A “small fraction” of the 40 abortions would be due to a Down syndrome diagnosis, Hutchison said in an interview. And he said there are other genetic disorders that can be identified via testing, and for which a woman may sometimes choose to have an abortion.

But those disorders — including Klinefelter’s syndrome, Turner syndrome and others — are not covered under Lisonbee’s bill.

Have other issues come up about HB205?

Yes. At hearings on Capitol Hill, some medical professionals warned the proposal could have a chilling effect on conversations with patients regarding abortion and similar subjects.

Hutchison, the Riverton-based OB-GYN, complained about the bill’s vague language on information he and other doctors would be required to provide about Down syndrome parent support groups and specialists.
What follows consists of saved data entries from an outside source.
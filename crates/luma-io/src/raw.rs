use std::path::Path;

use luma_image::{GrayImage, ImageSize};

use crate::error::IoError;

/// Reads a headerless raw grayscale dump from the given file path.
///
/// The stream carries no metadata; the resolution must be known externally
/// and the file must contain exactly `size.width * size.height` bytes of
/// row-major samples.
///
/// # Arguments
///
/// * `file_path` - The path to the raw dump.
/// * `size` - The externally-known resolution of the dump.
///
/// # Returns
///
/// An image containing the raw pixel data.
pub fn read_image_raw(file_path: impl AsRef<Path>, size: ImageSize) -> Result<GrayImage, IoError> {
    let file_path = file_path.as_ref();

    // verify the file exists
    if !file_path.exists() {
        return Err(IoError::FileDoesNotExist(file_path.to_path_buf()));
    }

    let data = std::fs::read(file_path)?;

    let expected = size.width * size.height;
    if data.len() != expected {
        return Err(IoError::InvalidPayloadLength(data.len(), expected));
    }

    Ok(GrayImage::new(size, data)?)
}

#[cfg(test)]
mod tests {
    use luma_image::ImageSize;

    use crate::error::IoError;
    use crate::raw::read_image_raw;

    #[test]
    fn read_raw() -> Result<(), IoError> {
        let tmp_dir = tempfile::tempdir()?;
        let file_path = tmp_dir.path().join("dump.raw");
        std::fs::write(&file_path, (0u8..12).collect::<Vec<_>>())?;

        let image = read_image_raw(
            &file_path,
            ImageSize {
                width: 4,
                height: 3,
            },
        )?;
        assert_eq!(image.size().width, 4);
        assert_eq!(image.size().height, 3);
        assert_eq!(image.get_pixel(3, 2), Some(11));

        Ok(())
    }

    #[test]
    fn read_raw_length_mismatch() -> Result<(), IoError> {
        let tmp_dir = tempfile::tempdir()?;
        let file_path = tmp_dir.path().join("short.raw");
        std::fs::write(&file_path, vec![0u8; 10])?;

        let size = ImageSize {
            width: 4,
            height: 3,
        };
        let res = read_image_raw(&file_path, size);
        assert!(matches!(res, Err(IoError::InvalidPayloadLength(10, 12))));

        Ok(())
    }

    #[test]
    fn read_raw_missing_file() {
        let res = read_image_raw(
            "does/not/exist.raw",
            ImageSize {
                width: 2,
                height: 2,
            },
        );
        assert!(matches!(res, Err(IoError::FileDoesNotExist(_))));
    }
}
He urged the state to develop a website with that information instead, along with a list of pediatricians who specialize in the disorder.

It also remains unclear how such a law would be enforced — or how a doctor would know a woman wants to have an abortion for the “sole” reason of a Down syndrome diagnosis. Planned Parenthood clinics do not ask why patients are seeking an abortion.

“We’re not the mind police,” Hutchison said. “How do you know what people are choosing?”

Some lawmakers who support HB205 acknowledged those difficulties.

“We can say, ‘How would we know if that’s why a parent is choosing an abortion?”’ said Sen. Daniel Thatcher, R-West Valley City. “The fact is we don’t know, we wouldn’t know, there’s no way this [bill] could be realistically enforced.

“So let’s be honest,” he added. “This is a message bill. The question is: Is this a message we want to send? I would say yes.”